Eurasian Hobby

Towards the end of the 2007 to 2008 Barn Swallow season we had a couple of nets up in our garden in Umzumbe KZN South Coast in the hope of catching a few Swallows before their migration north. I must say that we live on the top of a hill 187m asl in the direct flight path of the swallows coming to the roost site on the Umzumbe River, this roosts in excess of 1 million birds and we suspect that it is used by swallows from further south during their migration, as is Mt. Moreland roost north of Durban.

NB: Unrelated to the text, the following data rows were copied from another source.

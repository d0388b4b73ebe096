//! Configuration schema definitions.
//!
//! This module defines the complete configuration structure for the engine.
//! All types derive Serde traits for deserialization from config files, and
//! [`Settings`] doubles as the per-call settings structure handed to
//! connect and listen.

use std::path::{Path, PathBuf};

use serde::{Deserialize, Serialize};

/// Root configuration.
#[derive(Debug, Clone, Deserialize, Serialize, Default, PartialEq)]
#[serde(default)]
pub struct EtlsConfig {
    /// Runtime sizing and default limits.
    pub engine: EngineConfig,

    /// TLS settings used by the CLI and by hosts loading a file.
    pub tls: Settings,

    /// Observability settings.
    pub observability: ObservabilityConfig,
}

/// Worker pool and default limits.
#[derive(Debug, Clone, Deserialize, Serialize, PartialEq)]
#[serde(default)]
pub struct EngineConfig {
    /// Worker threads; 0 means one per core.
    pub worker_threads: usize,

    /// Name given to worker threads.
    pub thread_name: String,

    /// How long a caller waits for an outcome before giving up.
    pub operation_timeout_ms: u64,

    /// Pending-connection queue length for listeners.
    pub listen_backlog: u32,
}

impl Default for EngineConfig {
    fn default() -> Self {
        Self {
            worker_threads: 0,
            thread_name: "etls-worker".to_string(),
            operation_timeout_ms: 30_000,
            listen_backlog: 128,
        }
    }
}

/// TLS settings for one context.
#[derive(Debug, Clone, Deserialize, Serialize, PartialEq)]
#[serde(default)]
pub struct Settings {
    /// Certificate presented to peers (PEM). Required for listening.
    pub certfile: Option<PathBuf>,

    /// Private key (PEM). Defaults to `certfile`.
    pub keyfile: Option<PathBuf>,

    pub verify: VerifyMode,

    /// With `verify = peer`, reject peers that present no certificate.
    pub fail_if_no_peer_cert: bool,

    /// Only request the peer certificate on the initial handshake.
    pub verify_client_once: bool,

    /// Name the peer's leaf certificate must match.
    pub verify_hostname: Option<String>,

    /// Trusted CA certificates, one PEM document per entry.
    pub cacerts: Vec<String>,

    /// Revocation lists, one PEM document per entry.
    pub crls: Vec<String>,

    /// Intermediate certificates presented after `certfile`, PEM.
    pub chain: Vec<String>,

    pub ciphers: CipherSpec,

    /// Framing header size for the binding layer (0, 1, 2 or 4).
    pub packet: u8,

    pub active: ActiveMode,

    pub exit_on_close: bool,
}

impl Default for Settings {
    fn default() -> Self {
        Self {
            certfile: None,
            keyfile: None,
            verify: VerifyMode::None,
            fail_if_no_peer_cert: false,
            verify_client_once: false,
            verify_hostname: None,
            cacerts: Vec::new(),
            crls: Vec::new(),
            chain: Vec::new(),
            ciphers: CipherSpec::default(),
            packet: 0,
            active: ActiveMode::Passive,
            exit_on_close: true,
        }
    }
}

impl Settings {
    /// Key file path, falling back to the certificate file.
    pub fn key_path(&self) -> Option<&Path> {
        self.keyfile.as_deref().or(self.certfile.as_deref())
    }
}

/// Peer certificate verification mode.
#[derive(Debug, Clone, Copy, Default, Deserialize, Serialize, PartialEq, Eq)]
#[serde(rename_all = "lowercase")]
pub enum VerifyMode {
    #[default]
    None,
    Peer,
}

/// Cipher specification: a filter string, or a list of entries joined with `:`.
#[derive(Debug, Clone, Deserialize, Serialize, PartialEq, Eq)]
#[serde(untagged)]
pub enum CipherSpec {
    List(Vec<String>),
    Filter(String),
}

impl Default for CipherSpec {
    fn default() -> Self {
        CipherSpec::Filter(String::new())
    }
}

impl CipherSpec {
    /// The filter string this specification reaches the cipher filter as.
    pub fn to_filter(&self) -> String {
        match self {
            CipherSpec::List(entries) => entries.join(":"),
            CipherSpec::Filter(filter) => filter.clone(),
        }
    }

    /// Empty means the library default suite set.
    pub fn is_default(&self) -> bool {
        self.to_filter().trim().is_empty()
    }
}

impl From<&str> for CipherSpec {
    fn from(filter: &str) -> Self {
        CipherSpec::Filter(filter.to_string())
    }
}

impl From<String> for CipherSpec {
    fn from(filter: String) -> Self {
        CipherSpec::Filter(filter)
    }
}

impl From<Vec<String>> for CipherSpec {
    fn from(entries: Vec<String>) -> Self {
        CipherSpec::List(entries)
    }
}

impl From<&[&str]> for CipherSpec {
    fn from(entries: &[&str]) -> Self {
        CipherSpec::List(entries.iter().map(|entry| entry.to_string()).collect())
    }
}

/// Delivery mode for the binding layer. Ignored by the core.
#[derive(Debug, Clone, Copy, Default, Deserialize, Serialize, PartialEq, Eq)]
#[serde(rename_all = "lowercase")]
pub enum ActiveMode {
    #[default]
    Passive,
    Active,
    Once,
}

/// Observability configuration.
#[derive(Debug, Clone, Deserialize, Serialize, PartialEq)]
#[serde(default)]
pub struct ObservabilityConfig {
    /// Log level (trace, debug, info, warn, error) or a full filter directive.
    pub log_level: String,
}

impl Default for ObservabilityConfig {
    fn default() -> Self {
        Self {
            log_level: "info".to_string(),
        }
    }
}

#[cfg(test)]
mod tests {
    use super::*;

    #[test]
    fn cipher_list_is_colon_joined() {
        let spec = CipherSpec::from(
            &["ECDHE-RSA-AES128-GCM-SHA256", "ECDHE-RSA-AES256-GCM-SHA384"][..],
        );
        assert_eq!(
            spec.to_filter(),
            "ECDHE-RSA-AES128-GCM-SHA256:ECDHE-RSA-AES256-GCM-SHA384"
        );
    }

    #[test]
    fn cipher_string_passes_through() {
        let spec = CipherSpec::from("HIGH:!CHACHA20");
        assert_eq!(spec.to_filter(), "HIGH:!CHACHA20");
        assert!(CipherSpec::default().is_default());
    }

    #[test]
    fn key_defaults_to_certificate() {
        let settings = Settings {
            certfile: Some(PathBuf::from("/etc/etls/server.pem")),
            ..Settings::default()
        };
        assert_eq!(settings.key_path(), Some(Path::new("/etc/etls/server.pem")));

        let split = Settings {
            keyfile: Some(PathBuf::from("/etc/etls/server.key")),
            ..settings
        };
        assert_eq!(split.key_path(), Some(Path::new("/etc/etls/server.key")));
    }

    #[test]
    fn minimal_toml_uses_defaults() {
        let config: EtlsConfig = toml::from_str("[tls]\nverify = \"peer\"\n").unwrap();
        assert_eq!(config.tls.verify, VerifyMode::Peer);
        assert_eq!(config.engine, EngineConfig::default());
        assert!(config.tls.exit_on_close);
    }

    #[test]
    fn ciphers_accept_string_or_list() {
        let listed: Settings = toml::from_str("ciphers = [\"TLSv1.3\", \"!CHACHA20\"]").unwrap();
        assert_eq!(listed.ciphers.to_filter(), "TLSv1.3:!CHACHA20");

        let filtered: Settings = toml::from_str("ciphers = \"HIGH\"").unwrap();
        assert_eq!(filtered.ciphers, CipherSpec::Filter("HIGH".into()));
    }
}
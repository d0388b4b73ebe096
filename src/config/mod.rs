//! Configuration management subsystem.
//!
//! # Data Flow
//! ```text
//! config file (TOML)
//!     → loader.rs (parse & deserialize)
//!     → validation.rs (semantic checks)
//!     → EtlsConfig (validated, immutable)
//!     → Settings handed to TlsContext::new
//! ```
//!
//! # Design Decisions
//! - Settings are plain data; the TLS context is built from them once
//! - All fields have defaults to allow minimal configs
//! - Validation separates syntactic (serde) from semantic checks

pub mod loader;
pub mod schema;
pub mod validation;

pub use loader::{load_config, ConfigError};
pub use schema::{ActiveMode, CipherSpec, EngineConfig, EtlsConfig, Settings, VerifyMode};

    The swallows started flying over the house towards the nets, saw the nets and flew over or around them much to our disgust, however I witnessed one swallow fly straight towards the middle of the net and at the last minute turn and miss the net by millimeters, however the bird chasing it with swept back wings wasn’t so lucky and it hit the net and was caught. I immediately jumped off the patio and ran towards the net expecting to see one of the resident Lanners in the net. Not to be as it was dramatically smaller with a black crown not rufous, Peregrine was discounted for size when I got close enough, then it was out with the books to confirm that what we had was a Eurasian Hobby.


    Personally it was worth more than catching 20 Barn Swallows to see this magnificent little raptor in the hand. It was a first sighting of the bird for both my father and myself, we have since seen a pair of them flying around even having a little scrap with the Lanner. We hope to find them returning next summer and hopefully catch the other one as well as confirming if the ringed one has returned. I have subsequently found out that according to Safrings computerized records this is now the third one ringed in Southern Africa, making the catch that much more special, as I am sure most people would feel the same.


    The Eurasian Hobby is seen on a regular basis at the Roost sites on the Kwa Zulu Natal South Coast where it often takes a swallow or two for supper. This little raptor probably accounts for more fatalities of the Barn Swallow than any other Raptor due to its habit of migrating with its food source. Consequently it is able to catch and eat Barn Swallows throughout the year.